■ **What the task asks**
Pull every line containing the word "here" from the records.

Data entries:
= = =

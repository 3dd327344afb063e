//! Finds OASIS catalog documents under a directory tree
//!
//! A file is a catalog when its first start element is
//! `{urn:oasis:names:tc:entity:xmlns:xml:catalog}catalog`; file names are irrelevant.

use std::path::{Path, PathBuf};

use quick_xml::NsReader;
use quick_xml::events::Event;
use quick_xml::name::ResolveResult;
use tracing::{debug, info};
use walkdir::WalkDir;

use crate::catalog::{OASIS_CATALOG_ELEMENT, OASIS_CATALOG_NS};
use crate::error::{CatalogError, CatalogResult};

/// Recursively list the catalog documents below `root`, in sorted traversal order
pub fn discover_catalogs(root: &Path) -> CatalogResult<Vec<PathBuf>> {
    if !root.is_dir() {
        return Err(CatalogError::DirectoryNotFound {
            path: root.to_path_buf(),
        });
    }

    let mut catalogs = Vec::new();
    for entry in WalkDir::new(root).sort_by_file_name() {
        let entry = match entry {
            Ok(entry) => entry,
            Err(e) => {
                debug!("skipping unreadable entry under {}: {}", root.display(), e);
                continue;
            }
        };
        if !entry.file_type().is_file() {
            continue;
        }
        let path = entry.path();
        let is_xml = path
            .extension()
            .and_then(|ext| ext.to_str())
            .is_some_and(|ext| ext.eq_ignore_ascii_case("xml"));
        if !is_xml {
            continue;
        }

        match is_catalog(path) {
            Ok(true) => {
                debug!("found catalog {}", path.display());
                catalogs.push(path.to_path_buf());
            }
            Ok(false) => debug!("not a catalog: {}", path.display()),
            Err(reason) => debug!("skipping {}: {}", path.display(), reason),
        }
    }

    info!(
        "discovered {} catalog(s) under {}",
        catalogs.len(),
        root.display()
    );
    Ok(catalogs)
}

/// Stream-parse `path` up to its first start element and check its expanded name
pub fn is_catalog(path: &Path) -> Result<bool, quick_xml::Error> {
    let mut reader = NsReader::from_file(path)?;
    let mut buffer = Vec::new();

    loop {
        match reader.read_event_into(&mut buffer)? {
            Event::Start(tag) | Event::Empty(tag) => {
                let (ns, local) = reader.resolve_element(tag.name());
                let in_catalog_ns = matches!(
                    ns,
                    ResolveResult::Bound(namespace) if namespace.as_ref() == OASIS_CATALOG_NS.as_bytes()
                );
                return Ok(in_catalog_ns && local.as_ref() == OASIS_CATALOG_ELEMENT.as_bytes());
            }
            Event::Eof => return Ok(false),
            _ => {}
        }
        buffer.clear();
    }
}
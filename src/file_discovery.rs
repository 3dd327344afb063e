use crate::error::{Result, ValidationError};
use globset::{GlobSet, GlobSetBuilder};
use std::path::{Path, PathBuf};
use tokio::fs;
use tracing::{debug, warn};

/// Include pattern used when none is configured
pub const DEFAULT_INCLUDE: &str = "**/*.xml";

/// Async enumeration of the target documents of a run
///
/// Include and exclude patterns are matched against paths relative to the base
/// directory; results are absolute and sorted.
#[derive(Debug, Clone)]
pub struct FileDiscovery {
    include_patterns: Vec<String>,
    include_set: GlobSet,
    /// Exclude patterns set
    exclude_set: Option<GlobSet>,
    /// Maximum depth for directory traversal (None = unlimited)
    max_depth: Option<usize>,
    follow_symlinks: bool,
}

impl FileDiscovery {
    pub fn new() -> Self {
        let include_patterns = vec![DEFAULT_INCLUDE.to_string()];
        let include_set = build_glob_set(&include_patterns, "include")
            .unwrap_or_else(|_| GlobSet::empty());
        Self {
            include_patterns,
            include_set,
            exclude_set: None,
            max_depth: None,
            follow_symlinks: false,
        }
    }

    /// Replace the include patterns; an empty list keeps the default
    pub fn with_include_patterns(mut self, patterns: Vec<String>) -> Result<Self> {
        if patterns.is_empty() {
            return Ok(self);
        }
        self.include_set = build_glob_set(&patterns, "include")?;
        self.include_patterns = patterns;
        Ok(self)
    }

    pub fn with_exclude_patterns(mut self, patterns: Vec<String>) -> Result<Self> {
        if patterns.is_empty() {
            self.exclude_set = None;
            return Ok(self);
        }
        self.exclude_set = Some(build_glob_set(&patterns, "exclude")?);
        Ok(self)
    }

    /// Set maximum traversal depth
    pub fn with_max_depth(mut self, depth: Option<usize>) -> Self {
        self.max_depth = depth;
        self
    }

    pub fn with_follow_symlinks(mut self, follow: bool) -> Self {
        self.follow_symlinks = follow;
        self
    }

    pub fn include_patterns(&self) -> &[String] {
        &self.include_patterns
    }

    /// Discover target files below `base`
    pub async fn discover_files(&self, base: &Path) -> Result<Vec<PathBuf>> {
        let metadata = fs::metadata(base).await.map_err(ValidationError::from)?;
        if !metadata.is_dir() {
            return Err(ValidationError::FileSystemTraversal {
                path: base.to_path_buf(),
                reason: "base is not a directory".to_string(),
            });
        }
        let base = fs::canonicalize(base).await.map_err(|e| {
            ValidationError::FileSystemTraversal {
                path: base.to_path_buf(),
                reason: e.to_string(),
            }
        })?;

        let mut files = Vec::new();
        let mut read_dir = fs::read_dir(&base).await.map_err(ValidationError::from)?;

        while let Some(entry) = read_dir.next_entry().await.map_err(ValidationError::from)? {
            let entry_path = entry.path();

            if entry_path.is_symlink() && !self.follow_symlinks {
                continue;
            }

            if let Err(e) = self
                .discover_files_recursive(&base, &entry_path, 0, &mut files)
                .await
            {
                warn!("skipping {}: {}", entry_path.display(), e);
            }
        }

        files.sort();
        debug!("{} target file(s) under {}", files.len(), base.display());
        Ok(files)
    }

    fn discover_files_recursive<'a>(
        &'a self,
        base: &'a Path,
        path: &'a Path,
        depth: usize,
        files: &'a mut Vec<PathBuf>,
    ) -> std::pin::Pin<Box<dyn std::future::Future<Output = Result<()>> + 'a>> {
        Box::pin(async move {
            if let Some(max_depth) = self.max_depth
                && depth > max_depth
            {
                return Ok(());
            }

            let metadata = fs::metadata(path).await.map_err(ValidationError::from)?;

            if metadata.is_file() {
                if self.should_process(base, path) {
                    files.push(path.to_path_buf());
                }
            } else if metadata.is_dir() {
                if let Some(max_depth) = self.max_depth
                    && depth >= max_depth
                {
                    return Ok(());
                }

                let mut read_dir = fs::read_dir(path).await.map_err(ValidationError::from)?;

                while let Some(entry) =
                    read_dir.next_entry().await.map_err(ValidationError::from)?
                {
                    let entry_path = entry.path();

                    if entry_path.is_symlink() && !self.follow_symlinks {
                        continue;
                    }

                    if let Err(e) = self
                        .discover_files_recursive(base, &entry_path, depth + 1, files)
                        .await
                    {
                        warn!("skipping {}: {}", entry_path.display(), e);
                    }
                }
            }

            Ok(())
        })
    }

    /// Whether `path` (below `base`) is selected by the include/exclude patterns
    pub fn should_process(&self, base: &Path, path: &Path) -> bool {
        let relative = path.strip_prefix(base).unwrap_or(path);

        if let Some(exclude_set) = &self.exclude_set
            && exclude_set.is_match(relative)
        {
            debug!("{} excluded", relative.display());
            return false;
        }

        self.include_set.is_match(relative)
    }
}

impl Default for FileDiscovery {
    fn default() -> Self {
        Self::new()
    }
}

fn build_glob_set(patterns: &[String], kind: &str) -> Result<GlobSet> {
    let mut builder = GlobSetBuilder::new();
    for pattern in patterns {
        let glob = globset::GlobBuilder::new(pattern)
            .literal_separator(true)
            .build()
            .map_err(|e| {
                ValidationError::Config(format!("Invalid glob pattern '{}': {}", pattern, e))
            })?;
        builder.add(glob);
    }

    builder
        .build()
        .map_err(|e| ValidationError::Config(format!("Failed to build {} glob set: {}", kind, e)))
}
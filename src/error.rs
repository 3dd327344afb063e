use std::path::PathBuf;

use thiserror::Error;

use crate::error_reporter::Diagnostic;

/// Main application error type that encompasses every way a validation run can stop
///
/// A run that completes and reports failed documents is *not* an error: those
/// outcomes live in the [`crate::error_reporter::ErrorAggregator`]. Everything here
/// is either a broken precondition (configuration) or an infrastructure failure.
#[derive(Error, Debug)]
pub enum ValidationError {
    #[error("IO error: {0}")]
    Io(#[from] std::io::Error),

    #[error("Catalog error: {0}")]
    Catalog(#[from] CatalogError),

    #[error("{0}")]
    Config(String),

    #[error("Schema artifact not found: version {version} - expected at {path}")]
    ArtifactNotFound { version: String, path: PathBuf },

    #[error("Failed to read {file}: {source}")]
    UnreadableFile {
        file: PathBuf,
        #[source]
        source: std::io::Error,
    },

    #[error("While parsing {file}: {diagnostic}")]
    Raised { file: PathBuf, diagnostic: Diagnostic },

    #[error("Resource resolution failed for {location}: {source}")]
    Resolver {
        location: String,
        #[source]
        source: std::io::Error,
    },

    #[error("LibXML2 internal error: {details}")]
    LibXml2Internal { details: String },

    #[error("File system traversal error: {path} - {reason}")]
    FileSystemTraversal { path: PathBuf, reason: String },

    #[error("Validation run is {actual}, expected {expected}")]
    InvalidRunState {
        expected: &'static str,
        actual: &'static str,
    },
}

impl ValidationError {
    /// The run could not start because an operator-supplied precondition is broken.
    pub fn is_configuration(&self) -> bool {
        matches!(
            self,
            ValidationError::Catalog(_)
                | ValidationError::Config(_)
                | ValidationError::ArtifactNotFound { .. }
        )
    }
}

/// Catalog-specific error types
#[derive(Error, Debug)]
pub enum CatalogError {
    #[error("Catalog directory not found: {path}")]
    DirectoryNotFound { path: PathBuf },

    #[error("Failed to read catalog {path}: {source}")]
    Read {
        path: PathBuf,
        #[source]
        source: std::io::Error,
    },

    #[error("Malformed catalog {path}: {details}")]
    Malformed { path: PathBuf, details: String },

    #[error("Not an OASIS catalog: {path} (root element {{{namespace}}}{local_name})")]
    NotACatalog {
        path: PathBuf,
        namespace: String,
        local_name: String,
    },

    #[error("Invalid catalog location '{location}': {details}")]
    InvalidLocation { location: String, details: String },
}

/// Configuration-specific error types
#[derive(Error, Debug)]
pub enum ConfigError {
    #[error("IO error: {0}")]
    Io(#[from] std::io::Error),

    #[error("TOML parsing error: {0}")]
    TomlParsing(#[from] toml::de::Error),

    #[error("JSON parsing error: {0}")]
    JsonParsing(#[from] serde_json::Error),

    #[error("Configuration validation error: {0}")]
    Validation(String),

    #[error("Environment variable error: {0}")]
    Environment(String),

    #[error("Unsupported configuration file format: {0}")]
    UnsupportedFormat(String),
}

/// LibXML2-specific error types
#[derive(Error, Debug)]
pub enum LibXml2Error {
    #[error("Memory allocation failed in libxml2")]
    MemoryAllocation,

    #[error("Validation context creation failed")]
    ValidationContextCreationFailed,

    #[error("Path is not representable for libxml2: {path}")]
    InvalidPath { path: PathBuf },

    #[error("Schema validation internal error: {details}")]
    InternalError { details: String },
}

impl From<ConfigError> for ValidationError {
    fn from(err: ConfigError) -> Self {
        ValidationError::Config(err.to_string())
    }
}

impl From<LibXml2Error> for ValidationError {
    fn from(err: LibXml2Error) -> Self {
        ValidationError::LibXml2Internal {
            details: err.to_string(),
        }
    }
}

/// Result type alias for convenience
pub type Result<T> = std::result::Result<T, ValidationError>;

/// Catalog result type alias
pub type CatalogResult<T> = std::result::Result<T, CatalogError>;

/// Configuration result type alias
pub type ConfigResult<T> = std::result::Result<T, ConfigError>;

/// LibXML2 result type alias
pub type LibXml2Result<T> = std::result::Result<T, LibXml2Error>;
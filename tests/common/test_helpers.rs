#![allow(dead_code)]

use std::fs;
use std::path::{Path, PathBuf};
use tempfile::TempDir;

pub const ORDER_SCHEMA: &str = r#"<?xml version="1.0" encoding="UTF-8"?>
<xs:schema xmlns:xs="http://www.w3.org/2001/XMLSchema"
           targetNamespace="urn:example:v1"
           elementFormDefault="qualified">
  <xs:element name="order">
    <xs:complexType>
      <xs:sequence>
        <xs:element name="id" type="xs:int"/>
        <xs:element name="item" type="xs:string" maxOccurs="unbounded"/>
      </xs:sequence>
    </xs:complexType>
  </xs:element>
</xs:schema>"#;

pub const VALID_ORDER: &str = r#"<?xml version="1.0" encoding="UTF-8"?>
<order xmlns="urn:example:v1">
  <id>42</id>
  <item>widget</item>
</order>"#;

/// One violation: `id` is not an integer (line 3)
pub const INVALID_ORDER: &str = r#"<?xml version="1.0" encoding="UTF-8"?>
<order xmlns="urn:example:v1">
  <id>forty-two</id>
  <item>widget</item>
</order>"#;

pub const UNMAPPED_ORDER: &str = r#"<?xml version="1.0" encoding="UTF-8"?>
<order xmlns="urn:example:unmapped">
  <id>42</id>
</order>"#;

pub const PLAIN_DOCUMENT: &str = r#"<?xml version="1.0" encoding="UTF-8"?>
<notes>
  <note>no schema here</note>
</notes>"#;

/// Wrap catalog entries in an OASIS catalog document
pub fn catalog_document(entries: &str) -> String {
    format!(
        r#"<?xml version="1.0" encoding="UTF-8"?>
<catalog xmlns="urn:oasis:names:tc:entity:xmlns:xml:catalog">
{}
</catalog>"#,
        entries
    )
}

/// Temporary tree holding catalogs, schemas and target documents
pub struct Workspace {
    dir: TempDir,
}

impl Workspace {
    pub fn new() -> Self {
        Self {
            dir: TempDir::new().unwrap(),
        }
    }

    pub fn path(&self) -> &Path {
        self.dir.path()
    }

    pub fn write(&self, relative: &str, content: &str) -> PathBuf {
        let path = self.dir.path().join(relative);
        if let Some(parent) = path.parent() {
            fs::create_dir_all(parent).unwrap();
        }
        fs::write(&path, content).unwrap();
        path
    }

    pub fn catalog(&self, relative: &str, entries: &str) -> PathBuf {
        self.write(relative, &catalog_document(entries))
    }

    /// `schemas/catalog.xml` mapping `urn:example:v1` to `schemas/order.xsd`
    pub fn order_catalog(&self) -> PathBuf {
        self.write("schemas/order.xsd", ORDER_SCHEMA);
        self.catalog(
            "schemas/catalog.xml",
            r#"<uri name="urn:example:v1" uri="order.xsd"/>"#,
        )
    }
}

= = =

■ **Task output**
/// outcomes live in the [`crate::error_reporter::ErrorAggregator`]. Everything here
  <note>no schema here</note>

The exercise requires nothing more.